■ TASK OBJECTIVE
Your answer must consist of every line from the data below that includes the word "default".

****

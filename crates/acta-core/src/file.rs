//! File-attachment metadata.
//!
//! Only metadata lives in the record store; the bytes themselves are handed
//! to a [`crate::blob::BlobStore`] and addressed by `bucket` + `object_key`.
//! Deleting the metadata does not delete the bytes — cleanup ordering is the
//! caller's responsibility.

use chrono::{DateTime, Utc};
use serde::{Deserialize, Serialize};
use uuid::Uuid;

/// Metadata for one binary attachment of a document.
#[derive(Debug, Clone, Serialize, Deserialize)]
pub struct FileRecord {
  pub file_id:      Uuid,
  pub document_id:  Uuid,
  pub file_name:    String,
  pub file_size:    u64,
  pub content_type: String,
  pub bucket:       String,
  pub object_key:   String,
  /// SHA-256 hex digest of the bytes, computed at upload time. Integrity is
  /// checked by re-deriving the digest from the stored bytes and comparing.
  pub content_hash: String,
  /// Hex signature over `content_hash`, produced by the external signer.
  pub signature:    Option<String>,
  pub created_at:   DateTime<Utc>,
}

/// Input to [`crate::store::RecordStore::add_file`]. Recorded only after the
/// bytes are uploaded and the object key is known.
#[derive(Debug, Clone, Serialize, Deserialize)]
pub struct NewFileRecord {
  pub document_id:  Uuid,
  pub file_name:    String,
  pub file_size:    u64,
  pub content_type: String,
  pub bucket:       String,
  pub object_key:   String,
  pub content_hash: String,
}
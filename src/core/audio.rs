use std::{fs::File, path::Path};

use anyhow::{anyhow, Context};
use hound::{SampleFormat, WavSpec, WavWriter};
use symphonia::core::{
    audio::SampleBuffer,
    codecs::DecoderOptions,
    errors::Error as SymphoniaError,
    formats::{FormatOptions, FormatReader},
    io::MediaSourceStream,
    meta::MetadataOptions,
    probe::Hint,
};
use symphonia::default::{get_codecs, get_probe};
use tracing::{info, warn};

use crate::{
    error::{Result, UnmixError},
    types::AudioData,
};

fn open_format(path: &Path) -> Result<Box<dyn FormatReader>> {
    let file = File::open(path).with_context(|| format!("Failed to open audio file: {path:?}"))?;
    let mss = MediaSourceStream::new(Box::new(file), Default::default());

    let mut hint = Hint::new();
    if let Some(ext) = path.extension().and_then(|e| e.to_str()) {
        hint.with_extension(ext);
    }

    let probed = get_probe()
        .format(
            &hint,
            mss,
            &FormatOptions::default(),
            &MetadataOptions::default(),
        )
        .map_err(|e| anyhow!("Unsupported audio file {path:?}: {e}"))?;
    Ok(probed.format)
}

/// Decode the default track of any supported container into interleaved f32.
///
/// Corrupt packets are skipped with a warning; the stream ends at EOF.
pub fn read_audio<P: AsRef<Path>>(path: P) -> Result<AudioData> {
    let path = path.as_ref();
    let mut format = open_format(path)?;

    let track = format.default_track().context("No default track found")?;
    let track_id = track.id;
    let mut sample_rate = track.codec_params.sample_rate.unwrap_or(0);
    let mut channels = track
        .codec_params
        .channels
        .map_or(0, |c| c.count() as u16);

    let mut decoder = get_codecs()
        .make(&track.codec_params, &DecoderOptions::default())
        .map_err(|e| anyhow!("Unsupported codec in {path:?}: {e}"))?;

    let mut samples = Vec::new();
    let mut skipped = 0usize;
    loop {
        let packet = match format.next_packet() {
            Ok(packet) => packet,
            Err(SymphoniaError::IoError(e)) if e.kind() == std::io::ErrorKind::UnexpectedEof => break,
            Err(e) => return Err(anyhow!("Failed to read packet: {e}").into()),
        };
        if packet.track_id() != track_id {
            continue;
        }

        let decoded = match decoder.decode(&packet) {
            Ok(decoded) => decoded,
            Err(SymphoniaError::DecodeError(e)) => {
                skipped += 1;
                warn!(path = %path.display(), error = e, "skipping undecodable packet");
                continue;
            }
            Err(e) => return Err(anyhow!("Failed to decode packet: {e}").into()),
        };
        sample_rate = decoded.spec().rate;
        channels = decoded.spec().channels.count() as u16;

        let mut buffer = SampleBuffer::<f32>::new(decoded.capacity() as u64, *decoded.spec());
        buffer.copy_interleaved_ref(decoded);
        samples.extend_from_slice(buffer.samples());
    }

    info!(
        path = %path.display(),
        sample_rate,
        channels,
        samples = samples.len(),
        skipped,
        "read audio"
    );

    Ok(AudioData {
        samples,
        sample_rate,
        channels,
    })
}

/// Sample count as the WAV writer takes it; larger buffers do not fit a WAV file.
fn pcm_len(samples: usize) -> Result<u32> {
    u32::try_from(samples).map_err(|_| {
        UnmixError::InvalidInput(format!("{samples} samples exceed the WAV size limit"))
    })
}

/// Write interleaved samples as 16-bit PCM WAV, clipping to `[-1, 1]`.
pub fn write_audio<P: AsRef<Path>>(path: P, audio: &AudioData) -> Result<()> {
    let spec = WavSpec {
        channels: audio.channels,
        sample_rate: audio.sample_rate,
        bits_per_sample: 16,
        sample_format: SampleFormat::Int,
    };

    let len = pcm_len(audio.samples.len())?;
    let mut writer = WavWriter::create(path.as_ref(), spec).map_err(anyhow::Error::from)?;
    {
        let mut pcm = writer.get_i16_writer(len);
        for &s in &audio.samples {
            pcm.write_sample((s.clamp(-1.0, 1.0) * i16::MAX as f32) as i16);
        }
        pcm.flush().map_err(anyhow::Error::from)?;
    }
    writer.finalize().map_err(anyhow::Error::from)?;
    Ok(())
}
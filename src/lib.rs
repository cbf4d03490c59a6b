//! # unmix-core
//!
//! Spectrogram-masking source separation: a centered STFT front-end, a
//! bandwidth-limited BiLSTM mask estimator and resynthesis back to a waveform
//! of the same length, plus weight retrieval and a file-level split pipeline.

pub mod core;
pub mod error;
pub mod io;
pub mod model;
pub mod types;

pub use crate::{
    core::{
        audio::{read_audio, write_audio},
        bandwidth::bandwidth_to_max_bin,
        dsp::{magphase, polar, Stft, StftConfig},
        engine::{pad_mask, ModelConfig, Separator},
        network::{NetConfig, UnmixNet},
        splitter::split_file,
    },
    error::{Result, UnmixError},
    io::progress::{set_download_progress_callback, set_split_progress_callback, SplitProgress},
    model::{
        model_manager::{ensure_weights, load_separator, WeightsHandle, WeightsOptions},
        registry::{registry, resolve_preset, PresetEntry, TargetBlob},
        weights::ParamSet,
    },
    types::{AudioData, SplitOptions, SplitResult, StemOutput},
};
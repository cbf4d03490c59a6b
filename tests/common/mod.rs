#![allow(dead_code)]

use rand::{rngs::StdRng, Rng, SeedableRng};
use unmix_core::{ModelConfig, NetConfig, ParamSet};

/// 8 kHz, 64-point frames, 2 kHz bandwidth: `max_bin = 17` of 33 bins.
pub fn small_config(nb_channels: usize) -> ModelConfig {
    ModelConfig::new(8000, 64, 16, nb_channels, 8, 2000.0).unwrap()
}

/// Seeded uniform weights in `[-scale, scale)`; normalisation statistics are
/// kept in a sane range so the network stays finite.
pub fn random_params(config: &NetConfig, seed: u64, scale: f32) -> ParamSet {
    let mut rng = StdRng::seed_from_u64(seed);
    let mut params = ParamSet::new();
    for (name, shape) in config.parameter_shapes() {
        let len: usize = shape.iter().product();
        let data = (0..len)
            .map(|_| {
                let v: f32 = rng.gen_range(-scale..scale);
                if name.ends_with("running_var") || name == "input_scale" {
                    1.0 + v.abs()
                } else {
                    v
                }
            })
            .collect();
        params.insert(name, shape, data).unwrap();
    }
    params
}

/// Weights whose mask is exactly 1 on every kept bin (and 0 beyond `max_bin`
/// once padded): all layers zero, output affine `0 * x + 1`.
pub fn passthrough_params(config: &NetConfig) -> ParamSet {
    let mut params = ParamSet::new();
    for (name, shape) in config.parameter_shapes() {
        let len: usize = shape.iter().product();
        let fill = if name.ends_with("running_var") || name == "output_mean" {
            1.0
        } else {
            0.0
        };
        params.insert(name, shape, vec![fill; len]).unwrap();
    }
    params
}

pub fn sine(freq: f32, rate: f32, len: usize, amp: f32) -> Vec<f32> {
    (0..len)
        .map(|i| amp * (2.0 * std::f32::consts::PI * freq * i as f32 / rate).sin())
        .collect()
}
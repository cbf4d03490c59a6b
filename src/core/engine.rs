use crate::{
    core::{
        bandwidth::bandwidth_to_max_bin,
        dsp::{magphase, polar, Stft, StftConfig},
        network::{NetConfig, UnmixNet},
    },
    error::{Result, UnmixError},
    model::weights::ParamSet,
};

use ndarray::{s, Array3, Array4, ArrayView3, ArrayView4};
use serde::{Deserialize, Serialize};
use tracing::{debug, info};

/// Recurrent layers in every shipped configuration.
pub const NB_LAYERS: usize = 3;

/// Everything needed to instantiate a separator, minus the weights.
#[derive(Clone, Copy, Debug, PartialEq, Eq, Serialize, Deserialize)]
pub struct ModelConfig {
    pub sample_rate: u32,
    pub stft: StftConfig,
    pub net: NetConfig,
}

impl ModelConfig {
    /// Derives `max_bin` from `bandwidth` once, here; it never changes afterwards.
    pub fn new(
        sample_rate: u32,
        n_fft: usize,
        n_hop: usize,
        nb_channels: usize,
        hidden_size: usize,
        bandwidth: f64,
    ) -> Result<Self> {
        let stft = StftConfig {
            n_fft,
            n_hop,
            center: true,
        };
        let max_bin = bandwidth_to_max_bin(sample_rate as f64, n_fft, bandwidth)?;
        let config = Self {
            sample_rate,
            stft,
            net: NetConfig {
                nb_channels,
                hidden_size,
                max_bin,
                nb_bins: stft.nb_bins(),
                nb_layers: NB_LAYERS,
            },
        };
        config.validate()?;
        Ok(config)
    }

    pub fn validate(&self) -> Result<()> {
        if self.sample_rate == 0 {
            return Err(UnmixError::InvalidConfig("sample rate must be positive".into()));
        }
        self.stft.validate()?;
        if !self.stft.center {
            return Err(UnmixError::InvalidConfig(
                "separation requires a centered STFT".into(),
            ));
        }
        if self.net.nb_bins != self.stft.nb_bins() {
            return Err(UnmixError::InvalidConfig(format!(
                "network bin count {} does not match n_fft/2+1 = {}",
                self.net.nb_bins,
                self.stft.nb_bins()
            )));
        }
        self.net.validate()
    }
}

/// Zero-pad a `(batch, channel, max_bin, frame)` mask up to `nb_bins` bins.
pub fn pad_mask(mask: ArrayView4<f32>, nb_bins: usize) -> Result<Array4<f32>> {
    let (batch, ch, bins, frames) = mask.dim();
    if bins > nb_bins {
        return Err(UnmixError::InvalidInput(format!(
            "mask has {bins} bins, more than the {nb_bins} available"
        )));
    }
    let mut full = Array4::<f32>::zeros((batch, ch, nb_bins, frames));
    full.slice_mut(s![.., .., ..bins, ..]).assign(&mask);
    Ok(full)
}

/// STFT front-end, masking network and resynthesis for one target.
///
/// Read-only after construction; share it across threads behind an `Arc`.
pub struct Separator {
    config: ModelConfig,
    stft: Stft,
    net: UnmixNet,
}

impl Separator {
    pub fn new(config: ModelConfig, params: &ParamSet) -> Result<Self> {
        config.validate()?;
        let stft = Stft::new(config.stft)?;
        let net = UnmixNet::new(config.net, params)?;
        info!(
            sample_rate = config.sample_rate,
            n_fft = config.stft.n_fft,
            n_hop = config.stft.n_hop,
            max_bin = config.net.max_bin,
            "separator ready"
        );
        Ok(Self { config, stft, net })
    }

    pub fn config(&self) -> &ModelConfig {
        &self.config
    }

    fn check_input(&self, audio: &ArrayView3<f32>) -> Result<()> {
        let (batch, channels, samples) = audio.dim();
        if batch == 0 {
            return Err(UnmixError::InvalidInput("batch is empty".into()));
        }
        if channels != self.config.net.nb_channels {
            return Err(UnmixError::InvalidInput(format!(
                "expected {} channel(s), got {channels}",
                self.config.net.nb_channels
            )));
        }
        if samples == 0 {
            return Err(UnmixError::InvalidInput("waveform has zero length".into()));
        }
        if audio.iter().any(|v| !v.is_finite()) {
            return Err(UnmixError::InvalidInput("waveform contains non-finite samples".into()));
        }
        Ok(())
    }

    /// Magnitude, phase and the bandwidth-limited mask of a mixture.
    fn analyse(&self, audio: ArrayView3<f32>) -> Result<(Array4<f32>, Array4<f32>, Array4<f32>)> {
        self.check_input(&audio)?;
        let spec = self.stft.forward(audio)?;
        let (magnitude, phase) = magphase(spec.view());
        let truncated = magnitude.slice(s![.., .., ..self.config.net.max_bin, ..]);
        let mask = self.net.forward_batch(truncated)?;
        Ok((magnitude, phase, mask))
    }

    /// Mask over the first `max_bin` bins, `(batch, channel, max_bin, frame)`.
    pub fn predict_mask(&self, audio: ArrayView3<f32>) -> Result<Array4<f32>> {
        Ok(self.analyse(audio)?.2)
    }

    /// Estimate the target waveform; output shape equals input shape.
    pub fn separate(&self, audio: ArrayView3<f32>) -> Result<Array3<f32>> {
        let samples = audio.dim().2;
        let (magnitude, phase, mask) = self.analyse(audio)?;

        let full_mask = pad_mask(mask.view(), self.config.stft.nb_bins())?;
        let estimate = full_mask * &magnitude;
        debug!(shape = ?estimate.dim(), "resynthesising");

        let spec = polar(estimate.view(), phase.view());
        self.stft.inverse(spec.view(), samples)
    }
}
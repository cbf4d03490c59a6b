use crate::error::{Result, UnmixError};
use directories::ProjectDirs;
use std::path::PathBuf;

pub fn weights_cache_dir() -> Result<PathBuf> {
    let proj = ProjectDirs::from("dev", "Unmix", "unmix-core").ok_or(UnmixError::CacheDirUnavailable)?;
    let mut p = PathBuf::from(proj.cache_dir());
    p.push("weights");
    Ok(p)
}
use crate::{
    error::{Result, UnmixError},
    io::progress::emit_download_progress,
};
use reqwest::blocking::Client;
use std::{
    fs::{self, File},
    io::{BufWriter, Read, Write},
    path::Path,
    time::Duration,
};
use tracing::{debug, warn};

pub const CONNECT_TIMEOUT: Duration = Duration::from_secs(10);
/// Upper bound for a whole blob transfer; the largest music weights are a few hundred MB.
pub const TOTAL_TIMEOUT: Duration = Duration::from_secs(60 * 60);

const CHUNK: usize = 64 * 1024;

pub fn http_client() -> Result<Client> {
    Ok(Client::builder()
        .user_agent(concat!("unmix-core/", env!("CARGO_PKG_VERSION")))
        .connect_timeout(CONNECT_TIMEOUT)
        .timeout(TOTAL_TIMEOUT)
        .build()?)
}

/// Stream `url` into `dest`.
///
/// Bytes land in `<dest>.part` first; `dest` is only replaced once the body is
/// complete (and matches `Content-Length` when the server sent one). A failed
/// transfer leaves no partial file behind.
pub fn download_with_progress(client: &Client, url: &str, dest: &Path) -> Result<()> {
    let part = dest.with_extension("part");
    let result = fetch_into(client, url, &part);
    if result.is_err() && part.exists() {
        fs::remove_file(&part).ok();
    }
    let received = result?;

    if dest.exists() {
        fs::remove_file(dest)?;
    }
    fs::rename(&part, dest)?;
    debug!(url, bytes = received, dest = %dest.display(), "download complete");
    Ok(())
}

fn fetch_into(client: &Client, url: &str, part: &Path) -> Result<u64> {
    let mut resp = client.get(url).send()?.error_for_status()?;
    let expected = resp.content_length();
    let total = expected.unwrap_or(0);
    debug!(url, total, "downloading");
    emit_download_progress(0, total);

    let mut out = BufWriter::new(File::create(part)?);
    let mut received: u64 = 0;
    let mut buf = vec![0u8; CHUNK];
    loop {
        let n = resp.read(&mut buf)?;
        if n == 0 {
            break;
        }
        out.write_all(&buf[..n])?;
        received += n as u64;
        emit_download_progress(received, total);
    }
    out.flush()?;

    if let Some(expected) = expected {
        if received != expected {
            warn!(url, expected, received, "transfer ended early");
            return Err(UnmixError::Weights(format!(
                "download of {url} truncated: {received} of {expected} bytes"
            )));
        }
    }
    emit_download_progress(received, received);
    Ok(received)
}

****

■ ANSWER TO THE EXERCISE
use symphonia::default::{get_codecs, get_probe};
    let mss = MediaSourceStream::new(Box::new(file), Default::default());
            &FormatOptions::default(),
            &MetadataOptions::default(),
/// Decode the default track of any supported container into interleaved f32.
    let track = format.default_track().context("No default track found")?;
        .make(&track.codec_params, &DecoderOptions::default())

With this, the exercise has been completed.